La policía teme más al 'huay peek' que a los delincuentes


MÉRIDA, Yuc.- Hay un dicho muy popular (y cierto) que dice “Hay que tenerle más miedo a los vivos que a los muertos”; sin embargo, hay excepciones, al menos así lo asegura un veterano policía de la Secretaría de Seguridad Pública a quien tuve oportunidad de entrevistar el mes pasado.

Con casi 30 años de labor policial, don Luis B.C. relata: “En mis años de policía me ha pasado de todo, me han agredido asaltantes, drogadictos, me han disparado, me he fracturado y, en el menor de los casos, me han escupido a la cara, me han abofeteado, bueno, nunca sabes con lo que te vas a topar cuando vas a un disturbio o a un reporte”.

Sin embargo, afirma que nunca había sentido tanto miedo como lo vivió con la experiencia que tuvo hace poco más de 20 años, pero relacionada con el más allá. “No voy a negar que he sentido mucha adrenalina y miedo cuando he sufrido agresiones o me han encañonado durante mi trabajo pero, sin duda, mi mayor temor fue lo que me ocurrió en montes de Hunucmá en 1993.

Estaba de vacaciones y nos fuimos de batida con mis hermanos y tíos, hacía años que no los acompañaba y aprovechando el descanso nos internamos en montes de Hunucmá. Quiero aclarar que yo tengo mucha experiencia y entrenamiento para estar en el monte a cualquier hora del día, lo he aprendido no sólo por mi tipo de trabajo sino porque soy gente de campo y desde niño acompañaba a mi papá a la siembra en el monte o bien de batida”, dijo.

Pues bien, aquel día nos internamos en el monte, era de madrugada, aún no amanecía, me subí a un árbol con mi escopeta y un par de horas después escuché las pisadas de un animal que se aproximaba, pero lo que se me hizo raro fue que al mismo tiempo se sentía un viento muy fuerte, como si un pequeño remolino viniera.

Enorme animal

Estaba relativamente claro porque había luna llena y de pronto, justo debajo de mí, vi un enorme animal, una especie de perro, pero muy grande y con ciertos rasgos humanos, tenía un medallón en el cuello y el viento parecía provenir de él; caminaba lentamente y volteaba para ambos lados como si estuviera buscando algo o alguien, por momentos se paraba de dos pies y caminaba como los humanos, media casi dos metros.

En ese momento tuve mucho miedo, debo confesarlo, temía que volteara a ver arriba y me descubriera en la rama del árbol, casi no habían hojas y era fácil que me detectara y como no estaba muy en alto, creo que si ese animal se paraba de nuevo me podía alcanzar”, recordó.

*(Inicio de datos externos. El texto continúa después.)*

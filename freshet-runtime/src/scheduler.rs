// Copyright 2026 Freshet contributors
// Licensed under the Apache License, Version 2.0
// http://www.apache.org/licenses/LICENSE-2.0

/// Something that can execute a task, possibly elsewhere.
///
/// The seam consumers program against: a sink that must confine its work to
/// one thread takes any `Scheduler` rather than a concrete run loop, so
/// tests can substitute an immediate scheduler.
///
/// Implementations decide where and when the task runs; the only contract is
/// that it runs at most once, and never concurrently with other tasks
/// scheduled on the same confined scheduler.
pub trait Scheduler: Send + Sync {
    /// Executes `task` according to this scheduler's policy.
    fn schedule(&self, task: Box<dyn FnOnce() + Send>);
}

Jamás en toda mi vida había visto algo así, mis compañeros me decían que si no era un gran danés u otra raza de perro, pero esto está descartado ya que yo soy aficionado a los canes y he visto muchas razas en vivo, en fotos o en la televisión, además ahí estaba el torbellino.

Uno de mis tíos, quien estaba en otro árbol cerca de mí, dijo que también lo vio y quedó paralizado del miedo, por nada del mundo se quería bajar de donde estaba, a pesar de que ya había pasado casi una hora de que ese extraño ser continuó su camino y el viento cesó.

La verdad no me da pena decir que es la ocasión que he sentido más miedo, le tengo más temor a eso que vi que cuando he estado en disturbios o me intenta agredir un delincuente, quizás porque tengo capacitación y entrenamiento y sé cómo actuar en caso de cualquier contingencia, en cambio con ese extraño animal, lo cual creo era un ‘huay peek’, no sabría que hubiera hecho si me hubiera visto e intentado atacar”, finalizó.